Our principal concern must be to uphold British justice. Therefore, it is very important that the individual who receives the process understands what it says and means. It would be wrong for it to be taken at face value if one person—the person at whose request the process has been issued or made—believes that the person on whom it has been served does not understand English. Let us be reasonably blunt about this: some people might automatically think that such persons understand English because they live in an English-speaking country. There are many African countries where English is spoken, but that does not necessarily mean that everyone in those countries understands English, or the form of English in which the document is drafted. That returns us to the point made by the hon. Member for North Down.
That is why we drafted an amendment that would remove the purely subjective test of the assessment made by an individual and would replace it with one that states,
''where there is any indication or evidence''
that the person on whom the process is to be served does not understand English. That is a more substantive test, and it would be more likely to ensure that we know for certain whether the person on whom the process is being served is going to understand it.
The other two amendments in the group address the issue of what happens when people do not understand English. The Bill simply states that the court must be provided
''with a copy of the process, or of so much of it as is material, translated into an appropriate language.''
That is, again, far too subjective a statement about what is an appropriate language. Therefore, we have tabled two alternative amendments.
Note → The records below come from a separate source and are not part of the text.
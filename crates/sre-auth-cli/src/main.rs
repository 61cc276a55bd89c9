//! sre-auth CLI entrypoint.

use clap::Parser;
use console::style;
use sre_auth::{AuthError, BrokerConfig, CredentialBroker};
use std::path::PathBuf;
use std::process::ExitCode;
use tracing::debug;
use tracing_subscriber::EnvFilter;

mod commands;
mod handlers;
mod output;


use commands::{CacheCommands, Commands, ConfigCommands};
use output::OutputFormat;

#[derive(Debug, Parser)]
#[command(name = "sre-auth")]
#[command(author, version, about = "Cross-account AWS credential broker", long_about = None)]
struct Cli {
    /// YAML configuration file (AWS_AUTH_* environment variables otherwise)
    #[arg(short, long, global = true, env = "SRE_AUTH_CONFIG")]
    config: Option<PathBuf>,

    /// Output format
    #[arg(short, long, global = true, value_enum, default_value_t = OutputFormat::Table)]
    output: OutputFormat,

    /// Increase log verbosity (-v info, -vv debug, -vvv trace)
    #[arg(short, long, global = true, action = clap::ArgAction::Count)]
    verbose: u8,

    #[command(subcommand)]
    command: Commands,
}

fn init_tracing(verbose: u8) {
    let default = match verbose {
        0 => "warn",
        1 => "info",
        2 => "debug",
        _ => "trace",
    };
    let filter = EnvFilter::try_from_default_env().unwrap_or_else(|_| EnvFilter::new(default));

    tracing_subscriber::fmt()
        .with_env_filter(filter)
        .with_writer(std::io::stderr)
        .init();
}

fn load_config(path: Option<&PathBuf>) -> sre_auth::Result<BrokerConfig> {
    match path {
        Some(path) => {
            debug!(path = %path.display(), "Loading configuration file");
            BrokerConfig::from_file(path)
        }
        None => BrokerConfig::from_env(),
    }
}

async fn run(cli: Cli) -> Result<(), Box<dyn std::error::Error>> {
    let broker = CredentialBroker::from_config(load_config(cli.config.as_ref())?)?;
    let format = cli.output;

    match cli.command {
        Commands::Whoami { role } => handlers::whoami(&broker, role, format).await?,
        Commands::Roles => handlers::list_roles(&broker, format).await?,
        Commands::Client {
            service,
            role,
            region,
            endpoint_url,
        } => {
            handlers::build_client(
                &broker,
                &service,
                role,
                region.as_deref(),
                endpoint_url,
                format,
            )
            .await?
        }
        Commands::Cache { command } => match command {
            CacheCommands::Warm { roles } => handlers::warm_cache(&broker, roles, format).await?,
        },
        Commands::Config { command } => match command {
            ConfigCommands::Show => handlers::show_config(&broker, format).await?,
        },
    }

    Ok(())
}

#[tokio::main]
async fn main() -> ExitCode {
    // A missing .env file is fine
    let _ = dotenvy::dotenv();

    let cli = Cli::parse();
    init_tracing(cli.verbose);

    match run(cli).await {
        Ok(()) => ExitCode::SUCCESS,
        Err(e) => {
            match e.downcast_ref::<AuthError>() {
                Some(auth) => eprintln!(
                    "{} [{}] {}",
                    style("✗").red(),
                    style(auth.code()).bold(),
                    auth
                ),
                None => eprintln!("{} {}", style("✗").red(), e),
            }
            ExitCode::FAILURE
        }
    }
}
// kc85sdk - C and assembler build tooling for KC85/3 and KC85/4 home computers
// Copyright (C) 2026  Marcel Joachim Kloubert <marcel@kloubert.dev>
//
// This program is free software: you can redistribute it and/or modify
// it under the terms of the GNU Affero General Public License as published by
// the Free Software Foundation, either version 3 of the License, or
// (at your option) any later version.
//
// This program is distributed in the hope that it will be useful,
// but WITHOUT ANY WARRANTY; without even the implied warranty of
// MERCHANTABILITY or FITNESS FOR A PARTICULAR PURPOSE.  See the
// GNU Affero General Public License for more details.
//
// You should have received a copy of the GNU Affero General Public License
// along with this program.  If not, see <https://www.gnu.org/licenses/>.

//! Fuzz target for symbol file scanning.
//!
//! Run with:
//!   cargo +nightly fuzz run fuzz_symbols

#![no_main]

use libfuzzer_sys::fuzz_target;

fuzz_target!(|data: (String, String)| {
    let (text, name) = data;
    // Scanning should never panic on malformed symbol files
    let _ = kc85sdk::symbols::find_in_map(&text, &name);
    let _ = kc85sdk::symbols::find_in_labels(&text, &name);
});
Amendment No. 10 would replace ''an'' with ''the'' to make the provision refer to ''the appropriate language''. Some effort must be made to establish what language the individual who is to receive this process understands. They may understand more than one language, but somebody needs to make an effort to establish that, rather than for it simply to be said that, ''Well, we will send it off in the local national language and we will assume that they understand that. Therefore the process is served.'' If we are interested in ensuring that the British judicial process is completed, that might not be adequate.
I offer two examples, both of which are from within the European Union, because it is not necessary to go further afield. One of them comes from just across the water in Belgium. It may be thought that French is ''an'' appropriate language for a Belgian citizen—I suspect that most people would assume that it is—but, as many of us know, a significant number of Belgian citizens do not speak French.